Previous studies have shown that macrophages lacking the autophagy proteins ATG16L1 or ATG7 produce elevated levels of IL-1β, suggesting that autophagy may regulate inflammasome activation ⁸. Furthermore, autophagy plays an important role in clearing damaged ROS-producing mitochondria ⁹. Therefore, Zhou et al. investigated a role for autophagy in attenuating NLRP3 activation. Inhibition of complex I function with rotenone led to the targeting of mitochondria by autophagy. Interestingly, inhibition of autophagy resulted in accumulation of damaged, ROS-producing mitochondria. In cells displaying impaired autophagy, either following treatment with 3-methyladenine or by knocking down ATG5 or Beclin-1, an NLRP3-dependent, NLRC4-independent enhancement of IL-1β was observed.

The findings of Zhou et al. are compatible with those of Nakahira et al. who also recently examined the interplay of autophagy, mitochondria and NLRP3 inflammasome activation ¹⁰. Nakahira et al. also found that autophagy limited caspase-1 activation by clearing ROS-producing mitochondria. Furthermore, the authors also demonstrated the necessity of respiring mitochondria for NLRP3 activation, in this case by depleting cells of mitochondria DNA (mtDNA) through ethidium bromide treatment. In Nakahira et al.'s model, treatment of macrophages with LPS plus ATP leads to the release of mtDNA. The release of mtDNA requires ROS formation and is enhanced in cells lacking autophagy. Furthermore, transfection of mtDNA enhanced the response to LPS and ATP, and cytosolic mtDNA levels correlated with IL-1β production. Notably, NLRP3 was required for mtDNA release following LPS+ATP stimulation and the loss of mitochondrial membrane potential, but not mitochondrial ROS production.

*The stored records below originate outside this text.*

//! The `Charter` façade: the single write path into the kernel.
//!
//! Every command flows caller → façade → invariants → handler → events →
//! atomic append → projection apply. The façade serializes writes (one
//! `&mut self` at a time), retries a version conflict once after
//! reloading, and coerces duplicate commands into success.

use std::path::Path;
use std::sync::Arc;

use chrono::{DateTime, Utc};

use crate::budget;
use crate::clock::{Clock, SystemClock, VirtualClock};
use crate::config::{KernelConfig, TimeSource};
use crate::context::HandlerContext;
use crate::delegation;
use crate::error::KernelError;
use crate::event::Event;
use crate::ids::{self, IdGenerator};
use crate::law;
use crate::ledger::{AppendOutcome, EventStore, SqliteEventStore, StoreError};
use crate::metrics::{ConcentrationMetrics, FreedomHealth, compute_freedom_health};
use crate::policy::SafetyPolicy;
use crate::procurement;
use crate::projections::Projections;
use crate::tick::{self, TickReport};
use crate::workspace;

/// Every command the kernel accepts.
#[derive(Debug, Clone, PartialEq)]
pub enum Command {
    /// Create a workspace.
    CreateWorkspace(workspace::CreateWorkspace),
    /// Archive a workspace.
    ArchiveWorkspace(workspace::ArchiveWorkspace),
    /// Delegate decision authority.
    DelegateDecisionRight(delegation::DelegateDecisionRight),
    /// Renew a delegation.
    RenewDelegation(delegation::RenewDelegation),
    /// Revoke a delegation.
    RevokeDelegation(delegation::RevokeDelegation),
    /// Create a law.
    CreateLaw(law::CreateLaw),
    /// Activate a law.
    ActivateLaw(law::ActivateLaw),
    /// Manually trigger a law review.
    TriggerLawReview(law::TriggerLawReview),
    /// Complete a law review.
    CompleteReview(law::CompleteReview),
    /// Archive a law.
    ArchiveLaw(law::ArchiveLaw),
    /// Create a budget.
    CreateBudget(budget::CreateBudget),
    /// Activate a budget.
    ActivateBudget(budget::ActivateBudget),
    /// Rebalance budget allocations.
    AdjustAllocation(budget::AdjustAllocation),
    /// Approve an expenditure.
    ApproveExpenditure(budget::ApproveExpenditure),
    /// Close a budget.
    CloseBudget(budget::CloseBudget),
    /// Register a supplier.
    RegisterSupplier(procurement::RegisterSupplier),
    /// Create a tender.
    CreateTender(procurement::CreateTender),
    /// Open a tender.
    OpenTender(procurement::OpenTender),
    /// Compute a tender's feasible set.
    EvaluateTender(procurement::EvaluateTender),
    /// Award a tender.
    AwardTender(procurement::AwardTender),
    /// Close a tender.
    CloseTender(procurement::CloseTender),
}

impl Command {
    /// The command's stable kind name, for logs.
    #[must_use]
    pub const fn kind(&self) -> &'static str {
        match self {
            Self::CreateWorkspace(_) => "CreateWorkspace",
            Self::ArchiveWorkspace(_) => "ArchiveWorkspace",
            Self::DelegateDecisionRight(_) => "DelegateDecisionRight",
            Self::RenewDelegation(_) => "RenewDelegation",
            Self::RevokeDelegation(_) => "RevokeDelegation",
            Self::CreateLaw(_) => "CreateLaw",
            Self::ActivateLaw(_) => "ActivateLaw",
            Self::TriggerLawReview(_) => "TriggerLawReview",
            Self::CompleteReview(_) => "CompleteReview",
            Self::ArchiveLaw(_) => "ArchiveLaw",
            Self::CreateBudget(_) => "CreateBudget",
            Self::ActivateBudget(_) => "ActivateBudget",
            Self::AdjustAllocation(_) => "AdjustAllocation",
            Self::ApproveExpenditure(_) => "ApproveExpenditure",
            Self::CloseBudget(_) => "CloseBudget",
            Self::RegisterSupplier(_) => "RegisterSupplier",
            Self::CreateTender(_) => "CreateTender",
            Self::OpenTender(_) => "OpenTender",
            Self::EvaluateTender(_) => "EvaluateTender",
            Self::AwardTender(_) => "AwardTender",
            Self::CloseTender(_) => "CloseTender",
        }
    }
}

/// A command plus its idempotency key and acting identity.
#[derive(Debug, Clone, PartialEq)]
pub struct CommandEnvelope {
    /// Caller-generated idempotency key.
    pub command_id: String,
    /// The acting identity, if any.
    pub actor_id: Option<String>,
    /// The command itself.
    pub command: Command,
}

impl CommandEnvelope {
    /// Wraps a command with a fresh cryptographically random key.
    #[must_use]
    pub fn new(command: Command) -> Self {
        Self {
            command_id: ids::command_id(),
            actor_id: None,
            command,
        }
    }

    /// Sets the acting identity.
    #[must_use]
    pub fn by(mut self, actor_id: impl Into<String>) -> Self {
        self.actor_id = Some(actor_id.into());
        self
    }

    /// Overrides the idempotency key (for retries of the same intent).
    #[must_use]
    pub fn with_command_id(mut self, command_id: impl Into<String>) -> Self {
        self.command_id = command_id.into();
        self
    }
}

/// The governance kernel façade.
pub struct Charter {
    store: Box<dyn EventStore>,
    clock: Arc<dyn Clock>,
    ids: IdGenerator,
    policy: SafetyPolicy,
    projections: Projections,
}

impl Charter {
    /// Opens a kernel over a SQLite store at `path` with the default
    /// policy and the system clock.
    ///
    /// # Errors
    ///
    /// Storage errors opening the database or replaying the log.
    pub fn open(path: impl AsRef<Path>) -> Result<Self, KernelError> {
        let store = SqliteEventStore::open(path)?;
        Self::with_store(Box::new(store), SafetyPolicy::default(), Arc::new(SystemClock))
    }

    /// Builds a kernel from a validated configuration.
    ///
    /// # Errors
    ///
    /// [`KernelError::InvalidArgument`] for a configuration that fails
    /// validation; storage errors otherwise.
    pub fn from_config(config: &KernelConfig) -> Result<Self, KernelError> {
        config
            .validate()
            .map_err(|e| KernelError::InvalidArgument {
                field: "config",
                reason: e.to_string(),
            })?;

        let clock: Arc<dyn Clock> = match config.time_source {
            TimeSource::Real => Arc::new(SystemClock),
            TimeSource::Virtual => Arc::new(VirtualClock::new()),
        };
        let store = SqliteEventStore::open(config.resolved_db_path())?;
        Self::with_store(Box::new(store), config.policy.clone(), clock)
    }

    /// Builds a kernel over an explicit store, policy, and clock, then
    /// rebuilds all projections from the log.
    ///
    /// # Errors
    ///
    /// Storage errors replaying the log.
    pub fn with_store(
        store: Box<dyn EventStore>,
        policy: SafetyPolicy,
        clock: Arc<dyn Clock>,
    ) -> Result<Self, KernelError> {
        let mut kernel = Self {
            ids: IdGenerator::new(clock.clone()),
            store,
            clock,
            policy,
            projections: Projections::default(),
        };
        kernel.rebuild()?;
        Ok(kernel)
    }

    /// Creates an in-memory kernel, for tests and demos.
    ///
    /// # Errors
    ///
    /// Storage errors initializing the in-memory database.
    pub fn in_memory(policy: SafetyPolicy, clock: Arc<dyn Clock>) -> Result<Self, KernelError> {
        Self::with_store(Box::new(SqliteEventStore::in_memory()?), policy, clock)
    }

    /// Drops and rebuilds every projection from the full log.
    ///
    /// Rebuild is deterministic: the resulting state equals what
    /// incremental application produced.
    ///
    /// # Errors
    ///
    /// Storage errors loading the log.
    pub fn rebuild(&mut self) -> Result<(), KernelError> {
        let events = self.store.load_all()?;
        let mut fresh = Projections::default();
        fresh.apply_all(&events);
        self.projections = fresh;
        tracing::debug!(events = events.len(), "projections rebuilt from log");
        Ok(())
    }

    /// Executes one command: validate, append, apply, return the events.
    ///
    /// A duplicate command (same `command_id`) returns the originally
    /// stored events and appends nothing. A version conflict is retried
    /// once after reloading projections from the log.
    ///
    /// # Errors
    ///
    /// Validation errors surface unchanged; storage errors after the
    /// retry budget is exhausted.
    pub fn execute(&mut self, envelope: &CommandEnvelope) -> Result<Vec<Event>, KernelError> {
        let correlation_id = ids::correlation_id();
        let span = tracing::debug_span!(
            "execute",
            command = envelope.command.kind(),
            %correlation_id,
        );
        let _guard = span.enter();

        match self.try_execute(envelope) {
            Err(KernelError::Store(StoreError::VersionConflict { stream_id, .. })) => {
                tracing::warn!(
                    command = envelope.command.kind(),
                    %stream_id,
                    "version conflict, reloading projections and retrying once"
                );
                self.rebuild()?;
                self.try_execute(envelope)
            },
            other => other,
        }
    }

    /// One attempt of the execute path: handle, append, apply.
    fn try_execute(&mut self, envelope: &CommandEnvelope) -> Result<Vec<Event>, KernelError> {
        // Exactly-once: a command the log has already seen returns its
        // original events, even when the aggregate has since moved to a
        // state in which the handler would no longer accept it.
        let stored = self.store.load_command(&envelope.command_id)?;
        if !stored.is_empty() {
            tracing::info!(
                command = envelope.command.kind(),
                "duplicate command, returning stored events"
            );
            return Ok(stored);
        }

        let events = self.handle(envelope)?;
        let Some(first) = events.first() else {
            return Ok(events);
        };
        let stream_id = first.stream_id.clone();
        let expected_version = first.version - 1;

        match self.store.append(&stream_id, expected_version, &events)? {
            AppendOutcome::Appended => {
                self.projections.apply_all(&events);
                tracing::info!(
                    command = envelope.command.kind(),
                    events = events.len(),
                    "command applied"
                );
                Ok(events)
            },
            AppendOutcome::AlreadyApplied(stored) => {
                tracing::info!(
                    command = envelope.command.kind(),
                    "duplicate command, returning stored events"
                );
                Ok(stored)
            },
        }
    }

    /// Runs one tick evaluation pass.
    ///
    /// # Errors
    ///
    /// Storage errors from the reflex append path.
    pub fn tick(&mut self) -> Result<TickReport, KernelError> {
        tick::run_tick(
            self.store.as_ref(),
            &mut self.projections,
            &self.policy,
            &self.ids,
            self.clock.now(),
        )
    }

    /// Computes the freedom-health scorecard on demand.
    #[must_use]
    pub fn health(&self) -> FreedomHealth {
        let now = self.clock.now();
        let in_degrees = self.projections.delegations.in_degrees(now);
        compute_freedom_health(
            ConcentrationMetrics::from_in_degrees(in_degrees.values()),
            tick::law_review_health(&self.projections, now),
            &self.policy,
            now,
        )
    }

    /// Read access to all projections.
    #[must_use]
    pub const fn projections(&self) -> &Projections {
        &self.projections
    }

    /// The safety policy in force.
    #[must_use]
    pub const fn policy(&self) -> &SafetyPolicy {
        &self.policy
    }

    /// The kernel's current instant.
    #[must_use]
    pub fn now(&self) -> DateTime<Utc> {
        self.clock.now()
    }

    /// Dispatches to the command's handler with a projection snapshot.
    fn handle(&self, envelope: &CommandEnvelope) -> Result<Vec<Event>, KernelError> {
        let ctx = HandlerContext {
            command_id: &envelope.command_id,
            actor_id: envelope.actor_id.as_deref(),
            now: self.clock.now(),
            policy: &self.policy,
            ids: &self.ids,
        };
        let projections = &self.projections;

        match &envelope.command {
            Command::CreateWorkspace(c) => {
                workspace::handlers::create_workspace(c, &ctx, projections)
            },
            Command::ArchiveWorkspace(c) => {
                workspace::handlers::archive_workspace(c, &ctx, projections)
            },
            Command::DelegateDecisionRight(c) => {
                delegation::handlers::delegate_decision_right(c, &ctx, projections)
            },
            Command::RenewDelegation(c) => {
                delegation::handlers::renew_delegation(c, &ctx, projections)
            },
            Command::RevokeDelegation(c) => {
                delegation::handlers::revoke_delegation(c, &ctx, projections)
            },
            Command::CreateLaw(c) => law::handlers::create_law(c, &ctx, projections),
            Command::ActivateLaw(c) => law::handlers::activate_law(c, &ctx, projections),
            Command::TriggerLawReview(c) => {
                law::handlers::trigger_law_review(c, &ctx, projections)
            },
            Command::CompleteReview(c) => law::handlers::complete_review(c, &ctx, projections),
            Command::ArchiveLaw(c) => law::handlers::archive_law(c, &ctx, projections),
            Command::CreateBudget(c) => budget::handlers::create_budget(c, &ctx, projections),
            Command::ActivateBudget(c) => {
                budget::handlers::activate_budget(c, &ctx, projections)
            },
            Command::AdjustAllocation(c) => {
                budget::handlers::adjust_allocation(c, &ctx, projections)
            },
            Command::ApproveExpenditure(c) => {
                budget::handlers::approve_expenditure(c, &ctx, projections)
            },
            Command::CloseBudget(c) => budget::handlers::close_budget(c, &ctx, projections),
            Command::RegisterSupplier(c) => {
                procurement::handlers::register_supplier(c, &ctx, projections)
            },
            Command::CreateTender(c) => {
                procurement::handlers::create_tender(c, &ctx, projections)
            },
            Command::OpenTender(c) => procurement::handlers::open_tender(c, &ctx, projections),
            Command::EvaluateTender(c) => {
                procurement::handlers::evaluate_tender(c, &ctx, projections)
            },
            Command::AwardTender(c) => procurement::handlers::award_tender(c, &ctx, projections),
            Command::CloseTender(c) => procurement::handlers::close_tender(c, &ctx, projections),
        }
    }
}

Taken together, the results by Zhou et al., associated with those by Nakahira et al., suggest a complex model, in which NLRP3 activators trigger mitochondrial ROS production that is limited by autophagic clearance of damaged mitochondria. ROS production leads to the relocation of NLRP3 to MAMs, where ASC is recruited, thereby promoting NLRP3 inflammasome activation. In addition, the NLRP3 inflammasome would promote the release of caspase-1-activating mtDNA. The link proposed between NLRP3 activation, mitochondrial ROS generation, mtDNA release and regulation of mitophagy holds great promise for future research in the field of inflammasome activation, and also opens up new questions. It will be interesting to dissect the role that NLRP3-driven mtDNA release has in caspase-1 activation and IL-1β secretion, and whether this release functions as a positive feedback through the NLRP3 inflammasome or another cytosolic, AIM2-independent sensor. It will also be important to determine whether mitochondrial ROS are ubiquitously induced by NLRP3 activators, and elucidate the pathways leading to mitochondrial stress in each case. The relative contribution of NADPH-triggered versus mitochondria-triggered ROS in NLRP3-dependent induction of the inflammasome will also need to be carefully evaluated. Nevertheless, the study by Zhou et al. adds to the emerging picture that the mitochondrion not only serves as critical organelle involved in cell metabolism, but also plays essential roles in controlling innate immune pathways.